**Task:** Print the data below exactly, but only the lines from the one containing "filename lenas/src/main.rs" down to the one containing "token per field.", inclusive.

**Provided records:**
:::::
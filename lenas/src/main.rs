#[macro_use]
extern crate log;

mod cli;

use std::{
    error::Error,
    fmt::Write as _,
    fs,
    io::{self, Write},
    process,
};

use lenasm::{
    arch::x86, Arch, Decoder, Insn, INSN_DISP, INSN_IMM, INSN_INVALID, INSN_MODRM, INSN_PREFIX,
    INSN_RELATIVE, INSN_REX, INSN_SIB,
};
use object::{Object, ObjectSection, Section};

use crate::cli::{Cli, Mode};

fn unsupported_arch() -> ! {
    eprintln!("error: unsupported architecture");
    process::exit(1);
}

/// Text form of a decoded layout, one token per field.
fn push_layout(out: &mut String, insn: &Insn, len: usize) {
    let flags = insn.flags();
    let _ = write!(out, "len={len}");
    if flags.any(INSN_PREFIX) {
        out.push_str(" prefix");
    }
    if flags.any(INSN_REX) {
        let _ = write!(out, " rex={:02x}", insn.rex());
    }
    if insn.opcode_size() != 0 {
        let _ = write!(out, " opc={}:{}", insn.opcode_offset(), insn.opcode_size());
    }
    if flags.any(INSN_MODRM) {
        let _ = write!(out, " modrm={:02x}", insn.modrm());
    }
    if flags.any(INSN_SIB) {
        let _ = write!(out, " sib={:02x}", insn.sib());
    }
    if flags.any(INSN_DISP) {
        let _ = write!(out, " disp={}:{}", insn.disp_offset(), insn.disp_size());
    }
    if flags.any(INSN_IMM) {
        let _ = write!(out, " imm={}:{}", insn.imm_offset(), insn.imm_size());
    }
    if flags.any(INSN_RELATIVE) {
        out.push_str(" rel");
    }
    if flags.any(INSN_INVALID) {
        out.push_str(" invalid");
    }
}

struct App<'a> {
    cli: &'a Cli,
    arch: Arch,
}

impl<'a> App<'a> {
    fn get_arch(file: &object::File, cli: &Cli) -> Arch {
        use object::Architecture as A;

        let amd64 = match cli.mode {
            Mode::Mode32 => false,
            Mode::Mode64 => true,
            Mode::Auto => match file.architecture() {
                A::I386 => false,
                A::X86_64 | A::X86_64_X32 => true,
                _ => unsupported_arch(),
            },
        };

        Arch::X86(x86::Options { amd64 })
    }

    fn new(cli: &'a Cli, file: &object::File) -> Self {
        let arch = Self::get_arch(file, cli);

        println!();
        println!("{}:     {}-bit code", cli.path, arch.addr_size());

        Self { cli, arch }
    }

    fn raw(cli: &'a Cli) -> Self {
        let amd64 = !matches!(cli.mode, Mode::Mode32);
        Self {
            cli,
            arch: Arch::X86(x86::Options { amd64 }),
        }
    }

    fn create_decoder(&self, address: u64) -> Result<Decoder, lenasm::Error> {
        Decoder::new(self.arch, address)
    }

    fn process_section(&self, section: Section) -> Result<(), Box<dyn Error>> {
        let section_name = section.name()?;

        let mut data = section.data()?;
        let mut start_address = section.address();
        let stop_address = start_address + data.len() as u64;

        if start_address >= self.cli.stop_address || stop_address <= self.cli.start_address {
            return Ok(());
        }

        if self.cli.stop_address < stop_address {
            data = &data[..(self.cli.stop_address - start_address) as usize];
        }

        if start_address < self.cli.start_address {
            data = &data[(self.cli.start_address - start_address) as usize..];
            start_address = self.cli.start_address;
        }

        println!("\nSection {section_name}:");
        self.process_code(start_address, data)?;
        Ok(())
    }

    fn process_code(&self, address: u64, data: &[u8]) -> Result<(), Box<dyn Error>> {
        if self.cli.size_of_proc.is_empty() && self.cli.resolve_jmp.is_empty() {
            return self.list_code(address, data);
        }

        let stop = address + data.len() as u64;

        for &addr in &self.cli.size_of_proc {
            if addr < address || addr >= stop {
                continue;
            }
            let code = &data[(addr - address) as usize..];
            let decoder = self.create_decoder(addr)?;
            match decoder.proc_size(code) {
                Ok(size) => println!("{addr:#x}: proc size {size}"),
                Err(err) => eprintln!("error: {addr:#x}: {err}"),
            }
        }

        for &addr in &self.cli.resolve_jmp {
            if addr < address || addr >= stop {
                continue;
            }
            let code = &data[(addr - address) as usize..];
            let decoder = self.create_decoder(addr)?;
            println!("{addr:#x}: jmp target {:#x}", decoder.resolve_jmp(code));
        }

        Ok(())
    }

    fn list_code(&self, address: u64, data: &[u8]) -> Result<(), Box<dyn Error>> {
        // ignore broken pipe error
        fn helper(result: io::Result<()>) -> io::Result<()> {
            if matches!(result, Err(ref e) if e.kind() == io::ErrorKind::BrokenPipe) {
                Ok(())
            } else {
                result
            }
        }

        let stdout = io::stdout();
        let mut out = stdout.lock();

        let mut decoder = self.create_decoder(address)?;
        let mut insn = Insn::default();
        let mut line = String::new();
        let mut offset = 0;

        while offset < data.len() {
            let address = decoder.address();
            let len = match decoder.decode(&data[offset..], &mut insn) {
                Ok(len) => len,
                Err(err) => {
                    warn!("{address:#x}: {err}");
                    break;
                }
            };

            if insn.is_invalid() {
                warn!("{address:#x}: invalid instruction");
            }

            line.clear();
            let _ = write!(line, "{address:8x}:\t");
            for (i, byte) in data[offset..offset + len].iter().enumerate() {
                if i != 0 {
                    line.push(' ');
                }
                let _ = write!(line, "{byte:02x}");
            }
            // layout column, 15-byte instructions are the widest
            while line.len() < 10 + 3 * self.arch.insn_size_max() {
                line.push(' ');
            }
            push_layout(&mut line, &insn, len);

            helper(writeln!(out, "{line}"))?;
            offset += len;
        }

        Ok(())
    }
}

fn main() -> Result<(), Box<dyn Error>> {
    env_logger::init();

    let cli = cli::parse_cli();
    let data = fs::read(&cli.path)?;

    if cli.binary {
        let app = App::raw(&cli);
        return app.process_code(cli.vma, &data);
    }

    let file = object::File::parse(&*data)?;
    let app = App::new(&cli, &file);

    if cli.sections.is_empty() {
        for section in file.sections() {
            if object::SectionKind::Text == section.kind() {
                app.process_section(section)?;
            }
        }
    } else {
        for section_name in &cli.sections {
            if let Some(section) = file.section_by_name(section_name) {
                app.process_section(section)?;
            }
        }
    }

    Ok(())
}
:::::
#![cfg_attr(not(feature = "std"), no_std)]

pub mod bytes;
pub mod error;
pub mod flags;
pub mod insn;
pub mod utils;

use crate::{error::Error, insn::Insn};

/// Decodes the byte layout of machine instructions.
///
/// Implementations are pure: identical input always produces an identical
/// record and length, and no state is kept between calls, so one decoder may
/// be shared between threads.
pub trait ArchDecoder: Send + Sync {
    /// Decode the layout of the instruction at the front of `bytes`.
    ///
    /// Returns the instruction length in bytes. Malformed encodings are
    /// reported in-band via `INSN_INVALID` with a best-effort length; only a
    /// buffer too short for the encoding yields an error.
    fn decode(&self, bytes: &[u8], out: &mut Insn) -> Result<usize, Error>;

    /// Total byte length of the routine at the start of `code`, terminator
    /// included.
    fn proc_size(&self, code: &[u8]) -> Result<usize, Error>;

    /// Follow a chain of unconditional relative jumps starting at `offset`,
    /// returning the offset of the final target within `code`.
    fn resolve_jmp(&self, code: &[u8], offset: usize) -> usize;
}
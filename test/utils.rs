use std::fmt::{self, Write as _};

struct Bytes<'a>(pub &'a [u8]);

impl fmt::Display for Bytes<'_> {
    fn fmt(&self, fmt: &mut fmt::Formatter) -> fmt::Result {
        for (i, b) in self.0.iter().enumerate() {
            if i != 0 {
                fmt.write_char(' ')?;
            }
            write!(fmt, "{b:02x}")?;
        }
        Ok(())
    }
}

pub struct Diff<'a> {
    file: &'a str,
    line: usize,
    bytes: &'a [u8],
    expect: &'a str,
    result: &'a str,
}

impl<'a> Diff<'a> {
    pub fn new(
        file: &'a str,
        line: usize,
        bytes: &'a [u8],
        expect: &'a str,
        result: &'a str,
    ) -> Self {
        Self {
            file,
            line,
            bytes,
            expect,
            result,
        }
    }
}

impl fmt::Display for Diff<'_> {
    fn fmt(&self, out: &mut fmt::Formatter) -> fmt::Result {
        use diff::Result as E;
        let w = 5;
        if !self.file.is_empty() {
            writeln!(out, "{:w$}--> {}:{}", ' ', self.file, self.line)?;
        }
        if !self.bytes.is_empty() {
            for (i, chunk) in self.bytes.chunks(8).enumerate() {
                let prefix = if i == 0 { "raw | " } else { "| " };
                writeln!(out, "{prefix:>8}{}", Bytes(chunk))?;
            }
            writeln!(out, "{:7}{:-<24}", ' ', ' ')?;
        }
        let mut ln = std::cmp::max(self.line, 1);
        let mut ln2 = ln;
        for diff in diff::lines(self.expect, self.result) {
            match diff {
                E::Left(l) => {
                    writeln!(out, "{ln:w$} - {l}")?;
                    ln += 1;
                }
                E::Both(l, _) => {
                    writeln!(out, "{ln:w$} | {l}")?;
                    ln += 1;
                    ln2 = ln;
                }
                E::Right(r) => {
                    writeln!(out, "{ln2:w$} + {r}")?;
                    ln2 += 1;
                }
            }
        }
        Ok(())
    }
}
:::::
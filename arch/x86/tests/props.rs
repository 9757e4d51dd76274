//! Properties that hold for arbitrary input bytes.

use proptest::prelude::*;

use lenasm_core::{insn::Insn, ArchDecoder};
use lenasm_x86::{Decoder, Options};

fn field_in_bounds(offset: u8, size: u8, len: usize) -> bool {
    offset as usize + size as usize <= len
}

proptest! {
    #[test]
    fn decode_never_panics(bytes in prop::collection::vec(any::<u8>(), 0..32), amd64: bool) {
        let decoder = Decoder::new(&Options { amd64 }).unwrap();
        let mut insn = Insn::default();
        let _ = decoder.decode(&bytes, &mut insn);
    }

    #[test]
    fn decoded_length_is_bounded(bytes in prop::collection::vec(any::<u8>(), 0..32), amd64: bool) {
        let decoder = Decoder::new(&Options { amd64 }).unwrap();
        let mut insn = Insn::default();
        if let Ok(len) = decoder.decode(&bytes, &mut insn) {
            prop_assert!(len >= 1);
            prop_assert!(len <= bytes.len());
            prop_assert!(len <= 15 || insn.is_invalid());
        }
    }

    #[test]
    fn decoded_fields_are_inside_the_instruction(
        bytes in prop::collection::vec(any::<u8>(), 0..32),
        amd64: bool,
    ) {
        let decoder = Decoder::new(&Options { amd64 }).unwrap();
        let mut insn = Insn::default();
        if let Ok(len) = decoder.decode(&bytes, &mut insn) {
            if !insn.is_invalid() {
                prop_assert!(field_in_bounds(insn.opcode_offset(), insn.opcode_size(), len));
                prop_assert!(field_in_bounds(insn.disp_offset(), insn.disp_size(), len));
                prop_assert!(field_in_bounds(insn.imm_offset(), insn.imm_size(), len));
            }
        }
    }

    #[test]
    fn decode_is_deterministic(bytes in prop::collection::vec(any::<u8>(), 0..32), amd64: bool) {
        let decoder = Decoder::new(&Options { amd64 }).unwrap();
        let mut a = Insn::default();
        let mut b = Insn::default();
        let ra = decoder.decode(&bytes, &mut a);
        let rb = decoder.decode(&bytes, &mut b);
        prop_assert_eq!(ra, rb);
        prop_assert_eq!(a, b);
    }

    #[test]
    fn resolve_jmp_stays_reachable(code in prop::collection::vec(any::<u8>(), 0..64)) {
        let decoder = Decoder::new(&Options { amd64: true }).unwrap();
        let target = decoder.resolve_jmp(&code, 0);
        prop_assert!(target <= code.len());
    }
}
:::::
**Solution for this exercise:**
filename lenas/src/main.rs
#[macro_use]
extern crate log;

mod cli;

use std::{
    error::Error,
    fmt::Write as _,
    fs,
    io::{self, Write},
    process,
};

use lenasm::{
    arch::x86, Arch, Decoder, Insn, INSN_DISP, INSN_IMM, INSN_INVALID, INSN_MODRM, INSN_PREFIX,
    INSN_RELATIVE, INSN_REX, INSN_SIB,
};
use object::{Object, ObjectSection, Section};

use crate::cli::{Cli, Mode};

fn unsupported_arch() -> ! {
    eprintln!("error: unsupported architecture");
    process::exit(1);
}

/// Text form of a decoded layout, one token per field.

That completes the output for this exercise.